__What the task asks__
Only a number is wanted here: the count of lines in the entries below that contain the word "write".

(Stored items)
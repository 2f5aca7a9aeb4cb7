//! Storage backends: where cached bytes physically live.
//!
//! Keys are relative, `/`-separated paths made of `[A-Za-z0-9._/@~-]`, so
//! every backend can use them unescaped.

use super::{BackendKind, StoreError};
use crate::config::ConnectionConfig;
use log::debug;
use std::fs;
use std::io::ErrorKind;
use std::path::{Path, PathBuf};
use std::sync::atomic::{AtomicU64, Ordering};
use std::time::{Duration, UNIX_EPOCH};
use walkdir::WalkDir;

/// A stored file as seen by a listing.
#[derive(Debug, Clone, PartialEq, Eq)]
pub struct StoredObject {
    pub key: String,
    pub size: u64,
    /// Unix seconds, when the backend knows it.
    pub modified: Option<u64>,
}

pub trait StorageBackend: Send + Sync {
    fn kind(&self) -> BackendKind;

    /// `Ok(None)` when the key is not stored.
    fn read(&self, key: &str) -> Result<Option<Vec<u8>>, StoreError>;

    /// Store `bytes` under `key`. Readers see either the old content or the
    /// new, never a partial write.
    fn write(&self, key: &str, bytes: &[u8], content_type: &str) -> Result<(), StoreError>;

    /// `Ok(false)` when there was nothing to remove.
    fn remove(&self, key: &str) -> Result<bool, StoreError>;

    fn exists(&self, key: &str) -> Result<bool, StoreError>;

    /// Every stored object. Backends that cannot list return
    /// [`StoreError::Unsupported`].
    fn list(&self) -> Result<Vec<StoredObject>, StoreError>;

    /// Public URL of a stored key, when the connection has one.
    fn url(&self, key: &str) -> Option<String>;
}

fn join_url(prefix: &str, key: &str) -> String {
    format!("{}/{}", prefix.trim_end_matches('/'), key)
}

// ============================================================================
// Local filesystem
// ============================================================================

const TEMP_PREFIX: &str = ".imgforge-tmp-";

static TEMP_COUNTER: AtomicU64 = AtomicU64::new(0);

#[derive(Debug, Clone)]
pub struct LocalBackend {
    root: PathBuf,
    url_prefix: Option<String>,
}

impl LocalBackend {
    pub fn new(root: impl Into<PathBuf>) -> Self {
        Self {
            root: root.into(),
            url_prefix: None,
        }
    }

    pub fn with_url_prefix(mut self, prefix: Option<String>) -> Self {
        self.url_prefix = prefix;
        self
    }

    pub fn root(&self) -> &Path {
        &self.root
    }

    fn path_of(&self, key: &str) -> PathBuf {
        key.split('/')
            .filter(|s| !s.is_empty() && *s != "." && *s != "..")
            .fold(self.root.clone(), |path, segment| path.join(segment))
    }
}

impl StorageBackend for LocalBackend {
    fn kind(&self) -> BackendKind {
        BackendKind::Local
    }

    fn read(&self, key: &str) -> Result<Option<Vec<u8>>, StoreError> {
        match fs::read(self.path_of(key)) {
            Ok(bytes) => Ok(Some(bytes)),
            Err(e) if e.kind() == ErrorKind::NotFound => Ok(None),
            Err(e) => Err(e.into()),
        }
    }

    fn write(&self, key: &str, bytes: &[u8], _content_type: &str) -> Result<(), StoreError> {
        let path = self.path_of(key);
        let dir = path.parent().unwrap_or(&self.root);
        fs::create_dir_all(dir)?;
        let tmp = dir.join(format!(
            "{TEMP_PREFIX}{}-{}",
            std::process::id(),
            TEMP_COUNTER.fetch_add(1, Ordering::Relaxed)
        ));
        fs::write(&tmp, bytes)?;
        if let Err(e) = fs::rename(&tmp, &path) {
            let _ = fs::remove_file(&tmp);
            return Err(e.into());
        }
        debug!("Stored {} ({} bytes)", path.display(), bytes.len());
        Ok(())
    }

    fn remove(&self, key: &str) -> Result<bool, StoreError> {
        match fs::remove_file(self.path_of(key)) {
            Ok(()) => Ok(true),
            Err(e) if e.kind() == ErrorKind::NotFound => Ok(false),
            Err(e) => Err(e.into()),
        }
    }

    fn exists(&self, key: &str) -> Result<bool, StoreError> {
        Ok(self.path_of(key).is_file())
    }

    fn list(&self) -> Result<Vec<StoredObject>, StoreError> {
        if !self.root.exists() {
            return Ok(Vec::new());
        }
        let mut objects = Vec::new();
        for entry in WalkDir::new(&self.root).sort_by_file_name() {
            let entry = entry.map_err(|e| StoreError::Io(e.into()))?;
            if !entry.file_type().is_file()
                || entry.file_name().to_string_lossy().starts_with(TEMP_PREFIX)
            {
                continue;
            }
            let Ok(relative) = entry.path().strip_prefix(&self.root) else {
                continue;
            };
            let key = relative
                .components()
                .map(|c| c.as_os_str().to_string_lossy())
                .collect::<Vec<_>>()
                .join("/");
            let metadata = entry.metadata().map_err(|e| StoreError::Io(e.into()))?;
            let modified = metadata
                .modified()
                .ok()
                .and_then(|t| t.duration_since(UNIX_EPOCH).ok())
                .map(|d| d.as_secs());
            objects.push(StoredObject {
                key,
                size: metadata.len(),
                modified,
            });
        }
        Ok(objects)
    }

    fn url(&self, key: &str) -> Option<String> {
        self.url_prefix.as_deref().map(|prefix| join_url(prefix, key))
    }
}

// ============================================================================
// Object stores over HTTP
// ============================================================================

/// S3, Cloud Files and GCS through their plain object HTTP interface:
/// `PUT`, `GET`, `DELETE` and `HEAD` on `<endpoint>/<bucket>/<key>`.
/// Listing is not implemented, so audits on these connections work from the
/// index alone.
pub struct ObjectStoreBackend {
    kind: BackendKind,
    base: String,
    auth: Option<(&'static str, String)>,
    url_prefix: Option<String>,
    client: reqwest::blocking::Client,
}

impl ObjectStoreBackend {
    pub fn from_config(config: &ConnectionConfig) -> Result<Self, StoreError> {
        let invalid = |reason: &str| StoreError::InvalidConnection {
            name: config.kind.name().to_string(),
            reason: reason.to_string(),
        };
        let (endpoint, container) = match config.kind {
            BackendKind::S3 => (
                config.endpoint.as_deref().unwrap_or("https://s3.amazonaws.com"),
                config.bucket.as_deref(),
            ),
            BackendKind::Gcs => (
                config.endpoint.as_deref().unwrap_or("https://storage.googleapis.com"),
                config.bucket.as_deref(),
            ),
            BackendKind::CloudFiles => (
                config.endpoint.as_deref().ok_or_else(|| invalid("missing endpoint"))?,
                config.container.as_deref(),
            ),
            BackendKind::Local => return Err(invalid("not an object store")),
        };
        let container = container.ok_or_else(|| invalid("missing bucket or container"))?;
        let auth = config.token.clone().map(|token| match config.kind {
            BackendKind::CloudFiles => ("X-Auth-Token", token),
            _ => ("Authorization", format!("Bearer {token}")),
        });

        let timeout = Duration::from_secs(config.timeout_secs);
        let client = reqwest::blocking::Client::builder()
            .timeout(timeout)
            .connect_timeout(timeout)
            .build()
            .map_err(|e| StoreError::Http {
                url: endpoint.to_string(),
                message: e.to_string(),
            })?;

        Ok(Self {
            kind: config.kind,
            base: join_url(endpoint, container),
            auth,
            url_prefix: config.url_prefix.clone(),
            client,
        })
    }

    fn object_url(&self, key: &str) -> String {
        join_url(&self.base, key)
    }

    fn send(
        &self,
        request: reqwest::blocking::RequestBuilder,
        url: &str,
    ) -> Result<reqwest::blocking::Response, StoreError> {
        let request = match &self.auth {
            Some((header, value)) => request.header(*header, value),
            None => request,
        };
        request.send().map_err(|e| http_error(url, e))
    }
}

fn http_error(url: &str, e: reqwest::Error) -> StoreError {
    if e.is_timeout() {
        StoreError::Timeout(url.to_string())
    } else {
        StoreError::Http {
            url: url.to_string(),
            message: e.to_string(),
        }
    }
}

fn status_error(url: &str, status: reqwest::StatusCode) -> StoreError {
    StoreError::Http {
        url: url.to_string(),
        message: format!("status {status}"),
    }
}

impl StorageBackend for ObjectStoreBackend {
    fn kind(&self) -> BackendKind {
        self.kind
    }

    fn read(&self, key: &str) -> Result<Option<Vec<u8>>, StoreError> {
        let url = self.object_url(key);
        let response = self.send(self.client.get(&url), &url)?;
        match response.status() {
            reqwest::StatusCode::NOT_FOUND => Ok(None),
            s if s.is_success() => {
                let body = response.bytes().map_err(|e| http_error(&url, e))?;
                Ok(Some(body.to_vec()))
            }
            s => Err(status_error(&url, s)),
        }
    }

    fn write(&self, key: &str, bytes: &[u8], content_type: &str) -> Result<(), StoreError> {
        let url = self.object_url(key);
        let request = self
            .client
            .put(&url)
            .header(reqwest::header::CONTENT_TYPE, content_type)
            .body(bytes.to_vec());
        let response = self.send(request, &url)?;
        if !response.status().is_success() {
            return Err(status_error(&url, response.status()));
        }
        debug!("Uploaded {url} ({} bytes)", bytes.len());
        Ok(())
    }

    fn remove(&self, key: &str) -> Result<bool, StoreError> {
        let url = self.object_url(key);
        let response = self.send(self.client.delete(&url), &url)?;
        match response.status() {
            reqwest::StatusCode::NOT_FOUND => Ok(false),
            s if s.is_success() => Ok(true),
            s => Err(status_error(&url, s)),
        }
    }

    fn exists(&self, key: &str) -> Result<bool, StoreError> {
        let url = self.object_url(key);
        let response = self.send(self.client.head(&url), &url)?;
        match response.status() {
            reqwest::StatusCode::NOT_FOUND => Ok(false),
            s if s.is_success() => Ok(true),
            s => Err(status_error(&url, s)),
        }
    }

    fn list(&self) -> Result<Vec<StoredObject>, StoreError> {
        Err(StoreError::Unsupported {
            backend: self.kind.name(),
            operation: "listing",
        })
    }

    fn url(&self, key: &str) -> Option<String> {
        Some(match &self.url_prefix {
            Some(prefix) => join_url(prefix, key),
            None => self.object_url(key),
        })
    }
}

__Finished exercise__
5